Condors reproduce slowly. They lay just one egg in a nest, and after two months of incubation the hatchling depends on its parents for at least another six months. With this long fledging period, the parents usually nest only every other year. The captive breeding team successfully doubled population growth by removing the first egg quickly, to be raised by hand.  The mother bird then was likely to lay a second egg, which the condors themselves incubated and raised.
The captive breeding program has been successful, so that now three hundred twenty-four condors are flying free in Arizona and Southern California. And now comes the North State’s turn.

In 2008 the Yurok tribe, centered along the lower Klamath River, began the work of returning the condor, prey-go-neesh by its older name, to North State skies. They collaborated with many groups and agencies, including US Fish and Wildlife, National and State Parks, and the Oregon, Los Angeles, and San Diego Zoos. They evaluated essential elements of habitat. They found that marine and terrestrial wildlife carcasses will likely be available to North State condors. They found that DDT and its related chemicals, which are still produced in South America, are at non-catastrophic levels this far north. They found that lead from ingested bullets could be fatal, and were working with hunters to replace lead bullets when the state banned lead bullets in 2019.

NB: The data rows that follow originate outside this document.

// ---------------------------------------------------------------------------
//  Channel definition
// ---------------------------------------------------------------------------

pub const MQCD_DEFAULT: MQCD = MQCD {
    ChannelName: nul(),
    Version: MQCD_VERSION_6,
    ChannelType: MQCHT_SENDER,
    TransportType: MQXPT_LU62,
    Desc: nul(),
    QMgrName: nul(),
    XmitQName: nul(),
    ShortConnectionName: nul(),
    MCAName: nul(),
    ModeName: nul(),
    TpName: nul(),
    BatchSize: MQCD_BATCH_SIZE_DEFAULT,
    DiscInterval: MQCD_DISC_INTERVAL_DEFAULT,
    ShortRetryCount: MQCD_SHORT_RETRY_COUNT_DEFAULT,
    ShortRetryInterval: MQCD_SHORT_RETRY_INTERVAL_DEFAULT,
    LongRetryCount: MQCD_LONG_RETRY_COUNT_DEFAULT,
    LongRetryInterval: MQCD_LONG_RETRY_INTERVAL_DEFAULT,
    SecurityExit: nul(),
    MsgExit: nul(),
    SendExit: nul(),
    ReceiveExit: nul(),
    SeqNumberWrap: MQCD_SEQ_NUMBER_WRAP_DEFAULT,
    MaxMsgLength: MQCD_MAX_MSG_LENGTH_DEFAULT,
    PutAuthority: MQPA_DEFAULT,
    DataConversion: MQCDC_NO_SENDER_CONVERSION,
    SecurityUserData: nul(),
    MsgUserData: nul(),
    SendUserData: nul(),
    ReceiveUserData: nul(),
    UserIdentifier: nul(),
    Password: nul(),
    MCAUserIdentifier: nul(),
    MCAType: MQMCAT_PROCESS,
    ConnectionName: nul(),
    RemoteUserIdentifier: nul(),
    RemotePassword: nul(),
    MsgRetryExit: nul(),
    MsgRetryUserData: nul(),
    MsgRetryCount: MQCD_MSG_RETRY_COUNT_DEFAULT,
    MsgRetryInterval: MQCD_MSG_RETRY_INTERVAL_DEFAULT,
    HeartbeatInterval: MQCD_HEARTBEAT_INTERVAL_DEFAULT,
    BatchInterval: 0,
    NonPersistentMsgSpeed: MQNPMS_FAST,
    StrucLength: MQCD_LENGTH_6,
    ExitNameLength: MQ_EXIT_NAME_LENGTH,
    ExitDataLength: MQ_EXIT_DATA_LENGTH,
    MsgExitsDefined: 0,
    SendExitsDefined: 0,
    ReceiveExitsDefined: 0,
    #[cfg(target_pointer_width = "64")]
    _pad1: [0; 4],
    MsgExitPtr: null_mut(),
    MsgUserDataPtr: null_mut(),
    SendExitPtr: null_mut(),
    SendUserDataPtr: null_mut(),
    ReceiveExitPtr: null_mut(),
    ReceiveUserDataPtr: null_mut(),
    ClusterPtr: null_mut(),
    ClustersDefined: 0,
    NetworkPriority: 0,
    LongMCAUserIdLength: 0,
    LongRemoteUserIdLength: 0,
    LongMCAUserIdPtr: null_mut(),
    LongRemoteUserIdPtr: null_mut(),
    MCASecurityId: MQSID_NONE,
    RemoteSecurityId: MQSID_NONE,
    SSLCipherSpec: nul(),
    SSLPeerNamePtr: null_mut(),
    SSLPeerNameLength: 0,
    SSLClientAuth: MQSCA_REQUIRED,
    KeepAliveInterval: MQKAI_AUTO,
    LocalAddress: nul(),
    BatchHeartbeat: 0,
    HdrCompList: compression_list(),
    MsgCompList: compression_list(),
    CLWLChannelRank: 0,
    CLWLChannelPriority: 0,
    CLWLChannelWeight: MQCD_CLWL_CHANNEL_WEIGHT_DEFAULT,
    ChannelMonitoring: MQMON_OFF,
    ChannelStatistics: MQMON_OFF,
    SharingConversations: MQCD_SHARING_CONVERSATIONS_DEFAULT,
    PropertyControl: MQPROP_COMPATIBILITY,
    MaxInstances: MQCD_MAX_INSTANCES_DEFAULT,
    MaxInstancesPerClient: MQCD_MAX_INSTANCES_DEFAULT,
    ClientChannelWeight: 0,
    ConnectionAffinity: MQCAFTY_PREFERRED,
    BatchDataLimit: MQCD_BATCH_DATA_LIMIT_DEFAULT,
    UseDLQ: MQUSEDLQ_YES,
    DefReconnect: MQRCN_NO,
    CertificateLabel: nul(),
    SPLProtection: MQSPL_PASSTHRU,
    #[cfg(target_pointer_width = "64")]
    _final_pad: [0; 4],
};

/// Client-connection channel: TCP transport, one second heartbeat and the
/// client-side maximum message length.
pub const MQCD_CLIENT_CONN_DEFAULT: MQCD = MQCD {
    ChannelType: MQCHT_CLNTCONN,
    TransportType: MQXPT_TCP,
    MaxMsgLength: MQCD_CLIENT_MAX_MSG_LENGTH_DEFAULT,
    HeartbeatInterval: MQCD_CLIENT_HEARTBEAT_INTERVAL_DEFAULT,
    ..MQCD_DEFAULT
};

impl MQCD {
    pub const fn client_conn_default() -> Self {
        MQCD_CLIENT_CONN_DEFAULT
    }
}

// ---------------------------------------------------------------------------
//  Message handles and properties
// ---------------------------------------------------------------------------

pub const MQPD_DEFAULT: MQPD = MQPD {
    StrucId: chars(MQPD_STRUC_ID),
    Version: MQPD_VERSION_1,
    Options: MQPD_NONE,
    Support: MQPD_SUPPORT_OPTIONAL,
    Context: MQPD_NO_CONTEXT,
    CopyOptions: MQCOPY_DEFAULT,
};

pub const MQIMPO_DEFAULT: MQIMPO = MQIMPO {
    StrucId: chars(MQIMPO_STRUC_ID),
    Version: MQIMPO_VERSION_1,
    Options: MQIMPO_INQ_FIRST,
    RequestedEncoding: MQENC_NATIVE,
    RequestedCCSID: MQCCSI_APPL,
    ReturnedEncoding: MQENC_NATIVE,
    ReturnedCCSID: 0,
    Reserved1: 0,
    ReturnedName: MQCHARV_DEFAULT,
    TypeString: nul(),
};

pub const MQMHBO_DEFAULT: MQMHBO =
    MQMHBO { StrucId: chars(MQMHBO_STRUC_ID), Version: MQMHBO_VERSION_1, Options: MQMHBO_NONE };

pub const MQBMHO_DEFAULT: MQBMHO =
    MQBMHO { StrucId: chars(MQBMHO_STRUC_ID), Version: MQBMHO_VERSION_1, Options: MQBMHO_DELETE_PROPERTIES };

pub const MQBO_DEFAULT: MQBO = MQBO { StrucId: chars(MQBO_STRUC_ID), Version: MQBO_VERSION_1, Options: MQBO_NONE };

pub const MQCMHO_DEFAULT: MQCMHO =
    MQCMHO { StrucId: chars(MQCMHO_STRUC_ID), Version: MQCMHO_VERSION_1, Options: MQCMHO_DEFAULT_VALIDATION };

pub const MQDMHO_DEFAULT: MQDMHO =
    MQDMHO { StrucId: chars(MQDMHO_STRUC_ID), Version: MQDMHO_VERSION_1, Options: MQDMHO_NONE };
use std::path::Path;

use mq_app::cli;
use mq_app::config_loader;
use mq_app::generator;
use tikv_jemallocator::Jemalloc;
use tracing::info;

#[global_allocator]
static GLOBAL: Jemalloc = Jemalloc;

const DEFAULT_CONFIG_PATH: &str = "config/mq_defaultgen.toml";

fn main() -> Result<(), Box<dyn std::error::Error>> {
    let config_path = cli::get_arg(1, DEFAULT_CONFIG_PATH);
    let loaded = config_loader::load_generator_config_or_default(&config_path);
    let config = &loaded.config;

    // Keep guard alive until the output is flushed
    let _guard = mq_app::tracing_setup::init_with_stdout("mq_defaultgen", &config.log_dir, config.level()?);
    loaded.log_outcome();
    info!("Generating defaults for MQ client level {}", mq_default::MQ_CLIENT_LEVEL);

    let entries = mq_default::entries();
    let contents = generator::render(&entries, config.format)?;
    generator::write_output(Path::new(&config.output_path), &contents)?;

    info!("Generated {} defaults as {:?} into {}", entries.len(), config.format, config.output_path);
    Ok(())
}
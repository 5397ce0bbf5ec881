//! # mq_app
//!
//! Tooling around the MQ structure defaults: regenerating the defaults source
//! file and inspecting individual defaults.

pub mod cli;
pub mod config_loader;
pub mod errors;
pub mod generator;
pub mod tracing_setup;
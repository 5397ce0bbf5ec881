use std::path::Path;
use std::str::FromStr;

use config::Config;
use config::ConfigError;
use config::Environment;
use config::File;
use serde::Deserialize;
use serde::Serialize;
use tracing::Level;

use crate::errors::AppError;

/// Environment variables with this prefix override the file, e.g.
/// `MQ_DEFAULTGEN_FORMAT=json`.
pub const ENV_PREFIX: &str = "MQ_DEFAULTGEN";

#[derive(Debug, Clone, Copy, PartialEq, Eq, Default, Deserialize, Serialize)]
#[serde(rename_all = "lowercase")]
pub enum OutputFormat {
    /// Rust source with one byte-image constant per default
    #[default]
    Rust,
    /// Offset-annotated hex dump
    Hex,
    /// One JSON summary record per default
    Json,
}

#[derive(Debug, Clone, PartialEq, Eq, Deserialize, Serialize)]
#[serde(default)]
pub struct GeneratorConfig {
    pub output_path: String,
    pub format: OutputFormat,
    pub log_dir: String,
    pub log_level: String,
}

impl Default for GeneratorConfig {
    fn default() -> Self {
        Self {
            output_path: "generated/mq_defaults.rs".to_string(),
            format: OutputFormat::Rust,
            log_dir: "./logs".to_string(),
            log_level: "info".to_string(),
        }
    }
}

impl GeneratorConfig {
    pub fn level(&self) -> Result<Level, AppError> {
        Level::from_str(&self.log_level).map_err(|_| AppError::InvalidLogLevel(self.log_level.clone()))
    }
}

pub fn load_generator_config<P: AsRef<Path>>(path: P) -> Result<GeneratorConfig, ConfigError> {
    let config = Config::builder()
        .add_source(File::from(path.as_ref()))
        .add_source(Environment::with_prefix(ENV_PREFIX))
        .build()?;

    config.try_deserialize()
}

/// Result of [`load_generator_config_or_default`], kept until logging is up.
#[derive(Debug)]
pub struct LoadedConfig {
    pub config: GeneratorConfig,
    pub path: String,
    /// Set when the file could not be used and defaults were substituted
    pub error: Option<ConfigError>,
}

impl LoadedConfig {
    /// Reports where the config came from. Call after tracing is initialised.
    pub fn log_outcome(&self) {
        match &self.error {
            None => tracing::info!("Loaded generator config from {}", self.path),
            Some(err) => {
                tracing::warn!("Failed to load generator config from {}: {}. Using defaults.", self.path, err)
            }
        }
    }
}

/// Load generator config with fallback to default. Nothing is logged here:
/// the log settings come from the config itself.
pub fn load_generator_config_or_default(path: &str) -> LoadedConfig {
    match load_generator_config(path) {
        Ok(config) => LoadedConfig { config, path: path.to_string(), error: None },
        Err(err) => LoadedConfig { config: GeneratorConfig::default(), path: path.to_string(), error: Some(err) },
    }
}
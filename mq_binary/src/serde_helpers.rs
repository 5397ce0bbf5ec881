use std::fmt::Write;

use serde::Deserialize;
use serde::Deserializer;
use serde::Serializer;

/// Lower-case hex rendering of a byte image, no separators
pub fn to_hex(bytes: &[u8]) -> String {
    let mut out = String::with_capacity(bytes.len() * 2);
    for byte in bytes {
        let _ = write!(out, "{byte:02x}");
    }
    out
}

/// Serialize a byte image as a hex string
pub fn serialize_hex<S>(bytes: &[u8], serializer: S) -> Result<S::Ok, S::Error>
where
    S: Serializer,
{
    serializer.serialize_str(&to_hex(bytes))
}

/// Deserialize a hex string back into bytes
pub fn deserialize_hex<'de, D>(deserializer: D) -> Result<Vec<u8>, D::Error>
where
    D: Deserializer<'de>,
{
    let s: &str = Deserialize::deserialize(deserializer)?;
    if !s.is_ascii() {
        return Err(serde::de::Error::custom("hex string is not ASCII"));
    }
    if s.len() % 2 != 0 {
        return Err(serde::de::Error::custom(format!("odd hex length {}", s.len())));
    }

    s.as_bytes().chunks(2).map(hex_pair).collect::<Option<Vec<u8>>>().ok_or_else(|| {
        serde::de::Error::custom(format!("invalid hex digit in {s:?}"))
    })
}

fn hex_pair(pair: &[u8]) -> Option<u8> {
    let digit = |b: u8| (b as char).to_digit(16);
    match pair {
        [hi, lo] => Some((digit(*hi)? << 4 | digit(*lo)?) as u8),
        _ => None,
    }
}

/// Serialize a four character eye-catcher as text
pub fn serialize_struc_id<S>(struc_id: &Option<[u8; 4]>, serializer: S) -> Result<S::Ok, S::Error>
where
    S: Serializer,
{
    match struc_id {
        Some(id) => serializer.serialize_some(&String::from_utf8_lossy(id)),
        None => serializer.serialize_none(),
    }
}

#[cfg(test)]
mod tests {
    use serde::Deserialize;
    use serde::Serialize;

    use super::*;

    #[derive(Serialize, Deserialize)]
    struct Image {
        #[serde(serialize_with = "serialize_hex", deserialize_with = "deserialize_hex")]
        bytes: Vec<u8>,
        #[serde(serialize_with = "serialize_struc_id", skip_deserializing)]
        struc_id: Option<[u8; 4]>,
    }

    #[test]
    fn test_serialize_hex() {
        let image = Image { bytes: vec![0x4d, 0x44, 0x20, 0x20, 0xff], struc_id: Some(*b"MD  ") };
        let json = serde_json::to_string(&image).unwrap();
        assert_eq!(json, r#"{"bytes":"4d442020ff","struc_id":"MD  "}"#);
    }

    #[test]
    fn test_deserialize_hex() {
        let image: Image = serde_json::from_str(r#"{"bytes":"00ff10"}"#).unwrap();
        assert_eq!(image.bytes, vec![0x00, 0xff, 0x10]);
        assert!(image.struc_id.is_none());
    }

    #[test]
    fn test_deserialize_hex_odd_length() {
        let result: Result<Image, _> = serde_json::from_str(r#"{"bytes":"abc"}"#);
        assert!(result.is_err());
    }

    #[test]
    fn test_deserialize_hex_rejects_non_ascii() {
        let result: Result<Image, _> = serde_json::from_str(r#"{"bytes":"aéa"}"#);
        let err = result.err().unwrap().to_string();
        assert!(err.contains("not ASCII"), "{err}");

        let result: Result<Image, _> = serde_json::from_str(r#"{"bytes":"éé"}"#);
        assert!(result.is_err());
    }

    #[test]
    fn test_deserialize_hex_rejects_bad_digit() {
        let result: Result<Image, _> = serde_json::from_str(r#"{"bytes":"0g"}"#);
        assert!(result.is_err());

        let result: Result<Image, _> = serde_json::from_str(r#"{"bytes":"+1"}"#);
        assert!(result.is_err());

        let image: Image = serde_json::from_str(r#"{"bytes":"ABcd"}"#).unwrap();
        assert_eq!(image.bytes, vec![0xab, 0xcd]);
    }

    #[test]
    fn test_missing_struc_id_serializes_null() {
        let image = Image { bytes: vec![], struc_id: None };
        assert_eq!(serde_json::to_string(&image).unwrap(), r#"{"bytes":"","struc_id":null}"#);
    }
}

The tribe has also worked to develop their own capacity to acclimate new releases, monitor the birds, and treat them for problems such as lead poisoning.
The birds to be released in the North State will be young, just two years old. They can begin to breed at age seven or eight. The condor lifespan can be upwards of sixty years.  The plan is to release six birds each year for twenty years.

If there is a hole in our sky, the condors will begin to fill it this spring. The first two birds are slated to be released this April or May. Look skyward for updates!